## Work item
In the entries below, find the line with "filename crates/codex-core/src/category.rs" and print exactly every line from there up to and including the line with "pub fn infer_category<'a>(name: &str, tags: impl", with no other lines.

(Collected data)
☆ ☆ ☆ ☆ ☆ ☆ ☆
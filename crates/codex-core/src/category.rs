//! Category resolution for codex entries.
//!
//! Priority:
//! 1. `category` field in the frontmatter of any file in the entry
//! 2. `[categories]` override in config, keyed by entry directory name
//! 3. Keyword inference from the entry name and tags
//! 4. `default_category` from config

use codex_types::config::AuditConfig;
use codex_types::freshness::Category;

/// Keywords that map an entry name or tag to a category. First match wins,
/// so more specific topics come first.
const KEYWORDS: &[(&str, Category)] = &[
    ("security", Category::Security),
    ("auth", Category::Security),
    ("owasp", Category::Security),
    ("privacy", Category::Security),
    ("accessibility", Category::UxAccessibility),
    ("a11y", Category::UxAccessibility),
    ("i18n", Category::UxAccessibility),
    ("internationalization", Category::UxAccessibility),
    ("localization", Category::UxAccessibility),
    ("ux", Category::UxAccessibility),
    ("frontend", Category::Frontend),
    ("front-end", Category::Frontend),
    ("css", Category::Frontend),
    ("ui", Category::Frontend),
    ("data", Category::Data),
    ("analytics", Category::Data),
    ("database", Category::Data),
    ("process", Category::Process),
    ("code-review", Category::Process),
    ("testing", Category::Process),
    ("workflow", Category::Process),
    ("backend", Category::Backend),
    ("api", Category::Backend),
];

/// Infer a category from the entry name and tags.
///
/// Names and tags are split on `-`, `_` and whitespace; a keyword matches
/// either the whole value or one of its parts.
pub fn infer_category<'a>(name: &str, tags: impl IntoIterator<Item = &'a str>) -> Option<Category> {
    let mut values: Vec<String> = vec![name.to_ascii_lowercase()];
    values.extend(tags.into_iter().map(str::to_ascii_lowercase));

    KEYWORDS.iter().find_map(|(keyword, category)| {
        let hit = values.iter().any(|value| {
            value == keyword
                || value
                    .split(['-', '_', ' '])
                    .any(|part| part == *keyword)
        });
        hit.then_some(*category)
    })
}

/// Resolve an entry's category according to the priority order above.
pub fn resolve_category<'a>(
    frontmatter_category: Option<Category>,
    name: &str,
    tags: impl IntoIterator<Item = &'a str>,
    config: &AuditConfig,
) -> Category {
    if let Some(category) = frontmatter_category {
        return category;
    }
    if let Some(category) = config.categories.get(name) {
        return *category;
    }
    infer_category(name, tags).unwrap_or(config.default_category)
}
☆ ☆ ☆ ☆ ☆ ☆ ☆
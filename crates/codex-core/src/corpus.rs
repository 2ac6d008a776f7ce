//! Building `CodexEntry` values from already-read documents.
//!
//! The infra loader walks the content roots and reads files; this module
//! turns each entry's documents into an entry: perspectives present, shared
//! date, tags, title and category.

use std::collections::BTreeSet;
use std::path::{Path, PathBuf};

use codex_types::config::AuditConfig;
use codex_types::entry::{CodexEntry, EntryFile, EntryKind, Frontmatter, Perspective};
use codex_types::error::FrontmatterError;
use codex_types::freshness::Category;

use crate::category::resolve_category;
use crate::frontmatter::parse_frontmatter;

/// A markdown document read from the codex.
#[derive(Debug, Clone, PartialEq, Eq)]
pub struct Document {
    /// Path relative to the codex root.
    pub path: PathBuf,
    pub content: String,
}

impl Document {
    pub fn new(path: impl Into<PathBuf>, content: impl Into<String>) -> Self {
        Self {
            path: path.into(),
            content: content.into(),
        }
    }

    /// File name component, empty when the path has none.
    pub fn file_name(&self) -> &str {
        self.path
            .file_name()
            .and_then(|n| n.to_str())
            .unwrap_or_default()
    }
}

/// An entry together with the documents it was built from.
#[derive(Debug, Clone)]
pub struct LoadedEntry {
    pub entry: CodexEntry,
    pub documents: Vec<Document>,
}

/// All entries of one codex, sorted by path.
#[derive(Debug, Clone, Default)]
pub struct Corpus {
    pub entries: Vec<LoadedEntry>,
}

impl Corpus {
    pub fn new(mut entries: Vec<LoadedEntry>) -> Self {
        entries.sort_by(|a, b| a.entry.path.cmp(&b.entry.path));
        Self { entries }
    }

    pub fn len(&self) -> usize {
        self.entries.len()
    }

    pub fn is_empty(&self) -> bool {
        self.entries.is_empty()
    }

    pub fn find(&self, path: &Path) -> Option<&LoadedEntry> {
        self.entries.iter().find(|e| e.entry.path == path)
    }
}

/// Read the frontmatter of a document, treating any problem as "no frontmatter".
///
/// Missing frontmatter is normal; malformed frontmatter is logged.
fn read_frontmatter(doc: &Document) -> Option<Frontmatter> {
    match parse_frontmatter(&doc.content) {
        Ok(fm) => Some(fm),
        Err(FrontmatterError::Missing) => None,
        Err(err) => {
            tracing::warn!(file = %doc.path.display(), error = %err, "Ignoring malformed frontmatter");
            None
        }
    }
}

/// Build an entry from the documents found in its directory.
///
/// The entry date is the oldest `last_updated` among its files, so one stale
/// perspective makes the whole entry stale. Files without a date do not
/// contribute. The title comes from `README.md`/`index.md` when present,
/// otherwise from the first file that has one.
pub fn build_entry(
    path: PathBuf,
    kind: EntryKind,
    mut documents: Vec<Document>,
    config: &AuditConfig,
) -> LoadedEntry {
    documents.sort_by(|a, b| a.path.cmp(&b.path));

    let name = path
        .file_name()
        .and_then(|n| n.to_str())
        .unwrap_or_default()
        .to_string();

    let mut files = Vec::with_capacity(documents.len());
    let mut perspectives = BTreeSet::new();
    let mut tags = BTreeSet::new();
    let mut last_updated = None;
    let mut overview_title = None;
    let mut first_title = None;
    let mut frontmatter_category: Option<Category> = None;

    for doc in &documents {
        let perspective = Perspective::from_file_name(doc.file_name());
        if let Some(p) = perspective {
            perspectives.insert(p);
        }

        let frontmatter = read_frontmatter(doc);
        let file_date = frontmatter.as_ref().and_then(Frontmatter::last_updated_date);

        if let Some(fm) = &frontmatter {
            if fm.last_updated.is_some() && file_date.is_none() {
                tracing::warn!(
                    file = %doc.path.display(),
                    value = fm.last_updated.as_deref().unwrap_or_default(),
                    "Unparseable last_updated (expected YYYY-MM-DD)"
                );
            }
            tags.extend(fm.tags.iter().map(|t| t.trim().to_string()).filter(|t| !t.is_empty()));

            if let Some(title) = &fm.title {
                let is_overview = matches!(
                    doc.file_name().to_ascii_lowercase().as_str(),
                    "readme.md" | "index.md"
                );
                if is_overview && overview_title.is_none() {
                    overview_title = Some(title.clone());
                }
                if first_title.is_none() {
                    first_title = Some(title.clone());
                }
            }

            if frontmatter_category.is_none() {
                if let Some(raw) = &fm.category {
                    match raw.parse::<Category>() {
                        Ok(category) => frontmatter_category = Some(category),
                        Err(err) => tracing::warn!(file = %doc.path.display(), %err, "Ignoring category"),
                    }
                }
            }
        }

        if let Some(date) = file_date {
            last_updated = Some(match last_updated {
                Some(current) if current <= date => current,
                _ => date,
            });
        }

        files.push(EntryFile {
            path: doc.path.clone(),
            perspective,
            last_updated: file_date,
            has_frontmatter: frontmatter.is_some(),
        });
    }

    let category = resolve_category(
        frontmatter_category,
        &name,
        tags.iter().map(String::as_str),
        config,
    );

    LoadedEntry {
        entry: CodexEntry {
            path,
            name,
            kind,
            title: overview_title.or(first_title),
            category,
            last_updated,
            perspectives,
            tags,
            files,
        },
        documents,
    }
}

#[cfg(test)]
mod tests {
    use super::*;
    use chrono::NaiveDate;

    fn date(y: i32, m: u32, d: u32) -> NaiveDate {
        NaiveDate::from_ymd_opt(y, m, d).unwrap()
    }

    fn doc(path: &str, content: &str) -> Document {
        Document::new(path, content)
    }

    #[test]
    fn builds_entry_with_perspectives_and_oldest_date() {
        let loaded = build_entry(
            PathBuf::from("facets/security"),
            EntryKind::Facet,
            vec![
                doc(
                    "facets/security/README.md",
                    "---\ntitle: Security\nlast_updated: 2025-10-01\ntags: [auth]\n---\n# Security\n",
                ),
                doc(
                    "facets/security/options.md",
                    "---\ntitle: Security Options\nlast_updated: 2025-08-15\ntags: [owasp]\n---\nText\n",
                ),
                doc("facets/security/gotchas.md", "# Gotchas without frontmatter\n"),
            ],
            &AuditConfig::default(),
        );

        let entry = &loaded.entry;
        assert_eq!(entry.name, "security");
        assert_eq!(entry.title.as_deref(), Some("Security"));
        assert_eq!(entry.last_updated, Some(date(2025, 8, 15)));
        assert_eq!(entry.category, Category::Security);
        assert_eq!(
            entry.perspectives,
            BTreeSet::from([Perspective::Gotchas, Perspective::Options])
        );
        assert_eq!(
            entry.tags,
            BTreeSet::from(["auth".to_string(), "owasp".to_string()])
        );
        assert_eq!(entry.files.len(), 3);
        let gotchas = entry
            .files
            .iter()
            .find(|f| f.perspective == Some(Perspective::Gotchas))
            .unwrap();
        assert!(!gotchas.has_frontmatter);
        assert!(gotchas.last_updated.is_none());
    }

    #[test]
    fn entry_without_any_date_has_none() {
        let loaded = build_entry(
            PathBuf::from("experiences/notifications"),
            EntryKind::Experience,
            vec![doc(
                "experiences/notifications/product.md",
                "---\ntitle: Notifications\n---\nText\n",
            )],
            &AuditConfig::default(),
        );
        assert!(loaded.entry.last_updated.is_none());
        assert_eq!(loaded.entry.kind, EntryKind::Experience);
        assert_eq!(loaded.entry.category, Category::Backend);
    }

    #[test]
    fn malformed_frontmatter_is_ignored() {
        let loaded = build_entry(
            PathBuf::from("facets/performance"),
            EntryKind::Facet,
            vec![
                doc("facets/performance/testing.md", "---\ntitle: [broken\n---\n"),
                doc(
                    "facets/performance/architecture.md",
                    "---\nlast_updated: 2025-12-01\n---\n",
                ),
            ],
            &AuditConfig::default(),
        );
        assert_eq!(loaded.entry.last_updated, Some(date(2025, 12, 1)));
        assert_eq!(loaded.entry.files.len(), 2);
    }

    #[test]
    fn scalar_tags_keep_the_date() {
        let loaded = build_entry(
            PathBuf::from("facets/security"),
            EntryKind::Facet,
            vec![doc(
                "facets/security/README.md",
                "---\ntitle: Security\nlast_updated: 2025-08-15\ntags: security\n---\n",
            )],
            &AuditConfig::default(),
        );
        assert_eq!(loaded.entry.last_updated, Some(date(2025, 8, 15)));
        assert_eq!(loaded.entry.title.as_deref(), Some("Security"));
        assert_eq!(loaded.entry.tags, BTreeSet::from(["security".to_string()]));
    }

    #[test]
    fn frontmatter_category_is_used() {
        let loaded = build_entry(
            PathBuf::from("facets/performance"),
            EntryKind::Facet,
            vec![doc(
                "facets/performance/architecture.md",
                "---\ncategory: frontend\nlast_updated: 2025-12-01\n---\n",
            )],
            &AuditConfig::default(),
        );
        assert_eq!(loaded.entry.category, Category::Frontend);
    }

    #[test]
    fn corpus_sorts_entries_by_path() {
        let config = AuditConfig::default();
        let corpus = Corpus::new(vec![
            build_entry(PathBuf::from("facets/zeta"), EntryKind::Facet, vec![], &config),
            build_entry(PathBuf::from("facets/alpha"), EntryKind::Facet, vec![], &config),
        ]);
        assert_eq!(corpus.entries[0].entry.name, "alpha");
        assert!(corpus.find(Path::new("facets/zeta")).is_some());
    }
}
☆ ☆ ☆ ☆ ☆ ☆ ☆
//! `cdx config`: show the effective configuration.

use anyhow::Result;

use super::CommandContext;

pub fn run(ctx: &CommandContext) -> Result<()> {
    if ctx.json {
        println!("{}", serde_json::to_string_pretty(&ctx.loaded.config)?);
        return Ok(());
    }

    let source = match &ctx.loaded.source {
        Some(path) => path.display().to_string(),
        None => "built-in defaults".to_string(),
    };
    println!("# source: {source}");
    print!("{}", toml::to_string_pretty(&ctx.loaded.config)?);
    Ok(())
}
☆ ☆ ☆ ☆ ☆ ☆ ☆
## Answer space
filename crates/codex-core/src/category.rs
//! Category resolution for codex entries.
//!
//! Priority:
//! 1. `category` field in the frontmatter of any file in the entry
//! 2. `[categories]` override in config, keyed by entry directory name
//! 3. Keyword inference from the entry name and tags
//! 4. `default_category` from config

use codex_types::config::AuditConfig;
use codex_types::freshness::Category;

/// Keywords that map an entry name or tag to a category. First match wins,
/// so more specific topics come first.
const KEYWORDS: &[(&str, Category)] = &[
    ("security", Category::Security),
    ("auth", Category::Security),
    ("owasp", Category::Security),
    ("privacy", Category::Security),
    ("accessibility", Category::UxAccessibility),
    ("a11y", Category::UxAccessibility),
    ("i18n", Category::UxAccessibility),
    ("internationalization", Category::UxAccessibility),
    ("localization", Category::UxAccessibility),
    ("ux", Category::UxAccessibility),
    ("frontend", Category::Frontend),
    ("front-end", Category::Frontend),
    ("css", Category::Frontend),
    ("ui", Category::Frontend),
    ("data", Category::Data),
    ("analytics", Category::Data),
    ("database", Category::Data),
    ("process", Category::Process),
    ("code-review", Category::Process),
    ("testing", Category::Process),
    ("workflow", Category::Process),
    ("backend", Category::Backend),
    ("api", Category::Backend),
];

/// Infer a category from the entry name and tags.
///
/// Names and tags are split on `-`, `_` and whitespace; a keyword matches
/// either the whole value or one of its parts.
pub fn infer_category<'a>(name: &str, tags: impl IntoIterator<Item = &'a str>) -> Option<Category> {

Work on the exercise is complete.